最後に検索を終了したい場合は stopFindInPage()
メソッドを使います.引数に渡す文字列で検索結果のハイライトを消すかどうかを決められます.
これで終われれば「面倒なページ内検索が Chrome の力を借りて一瞬で実装できる!」で終わったのですが,残念ながらそうはなりませんでした.
ページ内検索 API のハマりどころ
Chrome ではページ内検索はブラウザの UI として C++ で実装されています.ですが,Electron は Chromium のガワを取り払ったブラウザのため検索ウィンドウはありません.そこで JavaScript から触れるようにしようというのが上記 API でした. ですが,ここには1つ実は大きな問題があります.

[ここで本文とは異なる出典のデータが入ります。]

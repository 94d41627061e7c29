//! Maps `Box<dyn Error>` from trait boundaries to typed `ScaleError`.
//!
//! The traits in `weigher_traits` use `Box<dyn Error + Send + Sync>`; this
//! module classifies those errors so the acquisition loop can tell a read
//! timeout (keep polling) from a transport fault (drop the session).

use crate::error::ScaleError;

/// Map a port error to a typed `ScaleError`.
///
/// Attempts to downcast known hardware error types first, then `std::io::Error`,
/// then falls back to string-based heuristics.
pub fn map_port_error(e: &(dyn std::error::Error + 'static)) -> ScaleError {
    #[cfg(feature = "hardware-errors")]
    {
        if let Some(hw) = e.downcast_ref::<weigher_hardware::error::HwError>() {
            return match hw {
                weigher_hardware::error::HwError::Timeout => ScaleError::Timeout,
                other => ScaleError::Transport(other.to_string()),
            };
        }
    }

    if let Some(io) = e.downcast_ref::<std::io::Error>() {
        return match io.kind() {
            std::io::ErrorKind::TimedOut | std::io::ErrorKind::WouldBlock => ScaleError::Timeout,
            _ => ScaleError::Transport(io.to_string()),
        };
    }

    let s = e.to_string();
    if s.to_lowercase().contains("timed out") {
        ScaleError::Timeout
    } else {
        ScaleError::Transport(s)
    }
}

/// Sink failures are never transport faults; keep the message for the log.
pub fn map_sink_error(e: &(dyn std::error::Error + 'static)) -> ScaleError {
    ScaleError::Sink(e.to_string())
}

#[cfg(test)]
mod tests {
    use super::*;

    #[test]
    fn io_timeout_is_not_a_transport_fault() {
        let e = std::io::Error::new(std::io::ErrorKind::TimedOut, "read");
        assert_eq!(map_port_error(&e), ScaleError::Timeout);
    }

    #[test]
    fn broken_pipe_is_a_transport_fault() {
        let e = std::io::Error::new(std::io::ErrorKind::BrokenPipe, "unplugged");
        assert!(map_port_error(&e).is_transport());
    }

    #[test]
    fn unknown_errors_fall_back_to_transport() {
        let e: Box<dyn std::error::Error + Send + Sync> = "device vanished".into();
        assert_eq!(
            map_port_error(e.as_ref()),
            ScaleError::Transport("device vanished".into())
        );
    }

    #[cfg(feature = "hardware-errors")]
    #[test]
    fn hw_timeout_downcasts() {
        let e = weigher_hardware::error::HwError::Timeout;
        assert_eq!(map_port_error(&e), ScaleError::Timeout);
    }
}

上記のように,「検索窓」UI を自前で提供してやる必要があります.そこで,<input>
タグ(Shiba の場合は Polymer を使っているのでデザインを揃えるために <paper-input>
)を使って UI を HTML で書いていきます.いざ完成し,テキストを入れ Enter
を押すと異変に気づきます.
最初の検索はうまくいき,最初のマッチがハイライトされますが,次の Enter
を入力してもアクティブなマッチが次のマッチに移動しません.ここで僕は remote
モジュール越しにレンダラプロセスから API を呼んでいたこともあり,違う箇所を疑いだしてハマってしまいました.
実際の挙動はこうでした.
- 最初の検索をする.
- ページ内検索はテキストエリアを含めた全ての文字列を検索するので,検索窓の中の
<input>
のテキストも含めて検索する. - 次の検索をしようとして検索窓にカーソルがある状態で
Enter
を押す. - 検索窓内の
<input>
のテキストエリアの文字列が更新される(Enter
入力なので見かけ上は変更はない.が,内部的には更新される) - ページ内のコンテンツが更新されると Chrome 組み込みの検索機能はページの最初から検索をやり直す
- 結果としてマッチは最初の場所から動かない(毎回
Enter
入力で検索がリセットされてしまう)
Electron はほぼ全ての UI を HTML/CSS でページ内に描画するため,入力フォームも HTML/CSS で書くのが自然です.ですが,ページ内検索機能は上記のように機能しなくなります.これを解決するにはフォームをページ外に持っていくしかありません(もっと良い方法あればぜひ教えて下さい).
さっと思いつく方法は次のどちらかです.
- 新しい小さい検索窓用の
BrowserWindow
をつくり,そっちに検索ワードを入力させる <webview>
タグで検索窓をラップし埋め込む
どちらが良いかはアプリケーションによると思います.今回 Shiba では後者を採用しました.ウィンドウ右上の検索窓内の <paper-input>
は <webview>
でラップされた別のプロセスで動いています.よってページ内検索機能への影響がありません.
欠点としては <webview>
を導入するとフォーカスの処理がやや煩雑になります.(ページ内検索をするとフォーカスが <input>
から外れてしまうので <webview>
の中の <input>
にフォーカスを戻す必要がある)
ハマりどころ対応版の実装は JavaScript 部分では下記のようになりました.
本体側
const previous_text = ''; const webview = document.querySelector('webview'); webview.src = 'file:///path/to/search-box.html'; webview.on('ipc-message', event => { if (event.channel === 'search:start') { const text = event.args[0]; if (previous_text === text) { remote.getCurrentWebContents().findInPage(text, {findNext: true}); } else { remote.getCurrentWebContents().findInPage(text); } } });
<webview>
で読み込まれた HTML 側
const ipc = require('electron').ipcRenderer; const input = document.querySelector('input'); input.addEventListener('keydown', event => { if (event.code === 'Enter') { // send() じゃないので注意! ipc.sendToHost('search:start', input.value); } });
まとめ
冒頭にも書きましたが,思っていたより手こずってしまいました.しかし,一度分かってしまえば1時間足らずぐらいでページ内検索を実装してしまえそうです.お手軽感はあります.
飽くまで Chrome のページ内検索 API を JavaScript に露出させているだけです.なので,検索マッチのハイライトを変えられなかったりなど細かい制御は効きません.最初から React.js などの SPA 向けライブラリを使っている場合はどっちが良いか,アプリ次第になるかなと思います.